Nous avons constaté que les enfants qui suivaient les recommandations chirurgicales étaient plus susceptibles d’avoir un changement positif que les enfants dont le traitement utilisait des traitements non chirurgicaux. Plusieurs études ont montré que l’analyse de la démarche instrumentée peut modifier la prise de décision du médecin concernant les traitements chirurgicaux chez les enfants atteints de PC par rapport à l’évaluation clinique du patient seul.19-22 Des études ont également montré qu’après une analyse de la démarche, la correction chirurgicale améliorait la fonction chez les enfants ambulatoires et les adultes atteints de CP.23-25
De nombreux types de modèles de démarche sont observés chez les patients atteints de CP. L’analyse de la démarche instrumentée permet aux cliniciens d’analyser plus facilement de nombreux modèles de démarche en examinant de manière critique la cinématique, la cinétique et les courbes EMG du bassin et des articulations de la hanche, du genou et de la cheville. Les cliniciens peuvent ensuite utiliser des mesures quantitatives pour décrire et comparer avec précision les informations de chaque patient à des individus normaux en développement correspondant à l’âge, ce qui aide les praticiens à déterminer l’étiologie des anomalies de la démarche et à recommander des interventions qui peuvent le mieux aider ce groupe difficile de patients.
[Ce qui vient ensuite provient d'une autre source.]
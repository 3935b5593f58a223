use serde::Deserialize;
use serde::Serialize;

/// A 1-indexed line/column location together with its byte offset.
#[derive(Debug, Clone, Copy, Default, PartialEq, Eq, Serialize, Deserialize)]
pub struct Point {
	pub line: usize,
	pub column: usize,
	pub offset: usize,
}

impl Point {
	pub fn new(line: usize, column: usize, offset: usize) -> Self {
		Self {
			line,
			column,
			offset,
		}
	}
}

/// The start and end points of a span of source text.
#[derive(Debug, Clone, Copy, Default, PartialEq, Eq, Serialize, Deserialize)]
pub struct Position {
	pub start: Point,
	pub end: Point,
}

impl Position {
	pub fn new(
		start_line: usize,
		start_column: usize,
		start_offset: usize,
		end_line: usize,
		end_column: usize,
		end_offset: usize,
	) -> Self {
		Self {
			start: Point::new(start_line, start_column, start_offset),
			end: Point::new(end_line, end_column, end_offset),
		}
	}
}

/// Pre-computed table of line-start byte offsets for efficient offset-to-point
/// conversion. The table is built once (O(n)) and each lookup is a binary
/// search (O(log n)).
pub(crate) struct LineTable {
	/// Byte offsets of the start of each line. `line_starts[0]` is always 0.
	line_starts: Vec<usize>,
}

impl LineTable {
	pub(crate) fn new(content: &str) -> Self {
		let mut line_starts = vec![0];
		for (index, byte) in content.bytes().enumerate() {
			if byte == b'\n' {
				line_starts.push(index + 1);
			}
		}
		Self { line_starts }
	}

	pub(crate) fn point(&self, offset: usize) -> Point {
		let line_index = match self.line_starts.binary_search(&offset) {
			Ok(exact) => exact,
			Err(insert) => insert.saturating_sub(1),
		};

		Point {
			line: line_index + 1,
			column: offset - self.line_starts[line_index] + 1,
			offset,
		}
	}

	pub(crate) fn position(&self, start: usize, end: usize) -> Position {
		Position {
			start: self.point(start),
			end: self.point(end),
		}
	}
}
Frank Chang, MD, est directeur médical du Center for Gait and Movement Analysis (CGMA) à l’Hôpital pour enfants du Colorado et professeur de chirurgie orthopédique et de médecine de réadaptation à l’Université du Colorado, tous deux à Denver. Jason Rhodes, MD, MS, est chirurgien orthopédiste à la CGMA et au Département d’orthopédie de l’Hôpital pour enfants du Colorado et professeur adjoint à l’Université du Colorado à Denver. Katherine Davies, BA, est assistante de recherche principale au CGMA à l’hôpital pour enfants du Colorado. James Carollo, PhD, PE, est directeur du CGMA à l’Hôpital pour enfants du Colorado et professeur associé aux départements de médecine physique et de réadaptation et d’orthopédie de l’Université du Colorado à Denver.